▶ What this task involves: Every record here must be set down once more, precisely as it reads.

Stored data
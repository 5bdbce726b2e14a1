use std::collections::BTreeMap;

use serde::{Deserialize, Serialize};
use utoipa::ToSchema;
use uuid::Uuid;
use validator::Validate;

use crate::models::job::JobPriority;

/// Patch of the fields not governed by a lifecycle command. Status, schedule
/// timestamps and derived figures are deliberately typed as opaque values
/// here: if a caller sends one, the patch is rejected with
/// `UseLifecycleCommand` instead of being silently dropped.
#[derive(Debug, Clone, Serialize, Deserialize, Validate, ToSchema)]
pub struct UpdateJobCommand {
    #[serde(default)]
    pub job_id: Uuid,
    #[serde(default)]
    pub title: Option<BTreeMap<String, String>>,
    #[serde(default)]
    pub description: Option<BTreeMap<String, String>>,
    #[serde(default)]
    pub tags: Option<Vec<String>>,
    #[serde(default)]
    pub priority: Option<JobPriority>,
    #[serde(default)]
    pub is_active: Option<bool>,
    #[serde(default)]
    pub billable: Option<bool>,

    // Lifecycle-governed fields; present means the caller used the wrong
    // surface.
    #[serde(default)]
    pub status: Option<serde_json::Value>,
    #[serde(default)]
    pub planned_start: Option<serde_json::Value>,
    #[serde(default)]
    pub planned_end: Option<serde_json::Value>,
    #[serde(default)]
    pub due_at: Option<serde_json::Value>,
    #[serde(default)]
    pub started_at: Option<serde_json::Value>,
    #[serde(default)]
    pub paused_at: Option<serde_json::Value>,
    #[serde(default)]
    pub resumed_at: Option<serde_json::Value>,
    #[serde(default)]
    pub completed_at: Option<serde_json::Value>,
    #[serde(default)]
    pub cancelled_at: Option<serde_json::Value>,
    #[serde(default)]
    pub actual_duration_minutes: Option<serde_json::Value>,
    #[serde(default)]
    pub on_time: Option<serde_json::Value>,
    #[serde(default)]
    pub finance: Option<serde_json::Value>,
}

impl UpdateJobCommand {
    /// First lifecycle-governed field present in the patch, if any.
    pub fn rejected_field(&self) -> Option<&'static str> {
        if self.status.is_some() {
            Some("status")
        } else if self.planned_start.is_some() {
            Some("planned_start")
        } else if self.planned_end.is_some() {
            Some("planned_end")
        } else if self.due_at.is_some() {
            Some("due_at")
        } else if self.started_at.is_some() {
            Some("started_at")
        } else if self.paused_at.is_some() {
            Some("paused_at")
        } else if self.resumed_at.is_some() {
            Some("resumed_at")
        } else if self.completed_at.is_some() {
            Some("completed_at")
        } else if self.cancelled_at.is_some() {
            Some("cancelled_at")
        } else if self.actual_duration_minutes.is_some() {
            Some("actual_duration_minutes")
        } else if self.on_time.is_some() {
            Some("on_time")
        } else if self.finance.is_some() {
            Some("finance")
        } else {
            None
        }
    }
}

#[cfg(test)]
mod tests {
    use super::*;

    #[test]
    fn direct_status_patch_is_flagged() {
        let command: UpdateJobCommand = serde_json::from_value(serde_json::json!({
            "tags": ["winter"],
            "status": "completed",
        }))
        .unwrap();
        assert_eq!(command.rejected_field(), Some("status"));
    }

    #[test]
    fn derived_figures_cannot_be_patched() {
        let command: UpdateJobCommand = serde_json::from_value(serde_json::json!({
            "actual_duration_minutes": 5,
        }))
        .unwrap();
        assert_eq!(command.rejected_field(), Some("actual_duration_minutes"));
    }

    #[test]
    fn plain_patch_passes() {
        let command: UpdateJobCommand = serde_json::from_value(serde_json::json!({
            "tags": ["winter"],
            "priority": "high",
        }))
        .unwrap();
        assert_eq!(command.rejected_field(), None);
    }
}
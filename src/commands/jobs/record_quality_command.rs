use serde::{Deserialize, Serialize};
use utoipa::ToSchema;
use uuid::Uuid;
use validator::Validate;

use crate::models::job::QualityOutcome;

#[derive(Debug, Clone, Serialize, Deserialize, Validate, ToSchema)]
pub struct RecordQualityCommand {
    #[serde(default)]
    pub job_id: Uuid,
    #[validate(length(min = 1, max = 64))]
    pub step_code: String,
    #[validate(length(min = 1, max = 64))]
    pub key: String,
    pub outcome: QualityOutcome,
}
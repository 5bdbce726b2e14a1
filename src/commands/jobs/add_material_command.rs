use serde::{Deserialize, Serialize};
use utoipa::ToSchema;
use uuid::Uuid;
use validator::Validate;

use crate::services::materials::MaterialUsageInput;

#[derive(Debug, Clone, Serialize, Deserialize, Validate, ToSchema)]
pub struct AddMaterialCommand {
    #[serde(default)]
    pub job_id: Uuid,
    #[validate]
    pub usage: MaterialUsageInput,
}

▶ Answer box:
repository 5bdbce726b2e14a1
use std::collections::BTreeMap;

use serde::{Deserialize, Serialize};
use utoipa::ToSchema;
use uuid::Uuid;
use validator::Validate;

use crate::models::job::JobPriority;

/// Patch of the fields not governed by a lifecycle command. Status, schedule
/// timestamps and derived figures are deliberately typed as opaque values
/// here: if a caller sends one, the patch is rejected with
/// `UseLifecycleCommand` instead of being silently dropped.
#[derive(Debug, Clone, Serialize, Deserialize, Validate, ToSchema)]
pub struct UpdateJobCommand {
    #[serde(default)]
    pub job_id: Uuid,
    #[serde(default)]
    pub title: Option<BTreeMap<String, String>>,
    #[serde(default)]
    pub description: Option<BTreeMap<String, String>>,
    #[serde(default)]
    pub tags: Option<Vec<String>>,
    #[serde(default)]
    pub priority: Option<JobPriority>,
    #[serde(default)]
    pub is_active: Option<bool>,
    #[serde(default)]
    pub billable: Option<bool>,

    // Lifecycle-governed fields; present means the caller used the wrong
    // surface.
    #[serde(default)]
    pub status: Option<serde_json::Value>,
    #[serde(default)]
    pub planned_start: Option<serde_json::Value>,
    #[serde(default)]
    pub planned_end: Option<serde_json::Value>,
    #[serde(default)]
    pub due_at: Option<serde_json::Value>,
    #[serde(default)]
    pub started_at: Option<serde_json::Value>,
    #[serde(default)]
    pub paused_at: Option<serde_json::Value>,
    #[serde(default)]
    pub resumed_at: Option<serde_json::Value>,
    #[serde(default)]
    pub completed_at: Option<serde_json::Value>,
    #[serde(default)]
    pub cancelled_at: Option<serde_json::Value>,
    #[serde(default)]
    pub actual_duration_minutes: Option<serde_json::Value>,
    #[serde(default)]
    pub on_time: Option<serde_json::Value>,
    #[serde(default)]
    pub finance: Option<serde_json::Value>,
}

impl UpdateJobCommand {
    /// First lifecycle-governed field present in the patch, if any.
    pub fn rejected_field(&self) -> Option<&'static str> {
        if self.status.is_some() {
            Some("status")
        } else if self.planned_start.is_some() {
            Some("planned_start")
        } else if self.planned_end.is_some() {
            Some("planned_end")
        } else if self.due_at.is_some() {
            Some("due_at")
        } else if self.started_at.is_some() {
            Some("started_at")
        } else if self.paused_at.is_some() {
            Some("paused_at")
        } else if self.resumed_at.is_some() {
            Some("resumed_at")
        } else if self.completed_at.is_some() {
            Some("completed_at")
        } else if self.cancelled_at.is_some() {
            Some("cancelled_at")
        } else if self.actual_duration_minutes.is_some() {
            Some("actual_duration_minutes")
        } else if self.on_time.is_some() {
            Some("on_time")
        } else if self.finance.is_some() {
            Some("finance")
        } else {
            None
        }
    }
}

#[cfg(test)]
mod tests {
    use super::*;

    #[test]
    fn direct_status_patch_is_flagged() {
        let command: UpdateJobCommand = serde_json::from_value(serde_json::json!({
            "tags": ["winter"],
            "status": "completed",
        }))
        .unwrap();
        assert_eq!(command.rejected_field(), Some("status"));
    }

    #[test]
    fn derived_figures_cannot_be_patched() {
        let command: UpdateJobCommand = serde_json::from_value(serde_json::json!({
            "actual_duration_minutes": 5,
        }))
        .unwrap();
        assert_eq!(command.rejected_field(), Some("actual_duration_minutes"));
    }

    #[test]
    fn plain_patch_passes() {
        let command: UpdateJobCommand = serde_json::from_value(serde_json::json!({
            "tags": ["winter"],
            "priority": "high",
        }))
        .unwrap();
        assert_eq!(command.rejected_field(), None);
    }
}
filename src/commands/jobs/record_quality_command.rs
use serde::{Deserialize, Serialize};
use utoipa::ToSchema;
use uuid::Uuid;
use validator::Validate;

use crate::models::job::QualityOutcome;

#[derive(Debug, Clone, Serialize, Deserialize, Validate, ToSchema)]
pub struct RecordQualityCommand {
    #[serde(default)]
    pub job_id: Uuid,
    #[validate(length(min = 1, max = 64))]
    pub step_code: String,
    #[validate(length(min = 1, max = 64))]
    pub key: String,
    pub outcome: QualityOutcome,
}
repository 5bdbce726b2e14a1
filename src/commands/jobs/add_material_command.rs
use serde::{Deserialize, Serialize};
use utoipa::ToSchema;
use uuid::Uuid;
use validator::Validate;

use crate::services::materials::MaterialUsageInput;

#[derive(Debug, Clone, Serialize, Deserialize, Validate, ToSchema)]
pub struct AddMaterialCommand {
    #[serde(default)]
    pub job_id: Uuid,
    #[validate]
    pub usage: MaterialUsageInput,
}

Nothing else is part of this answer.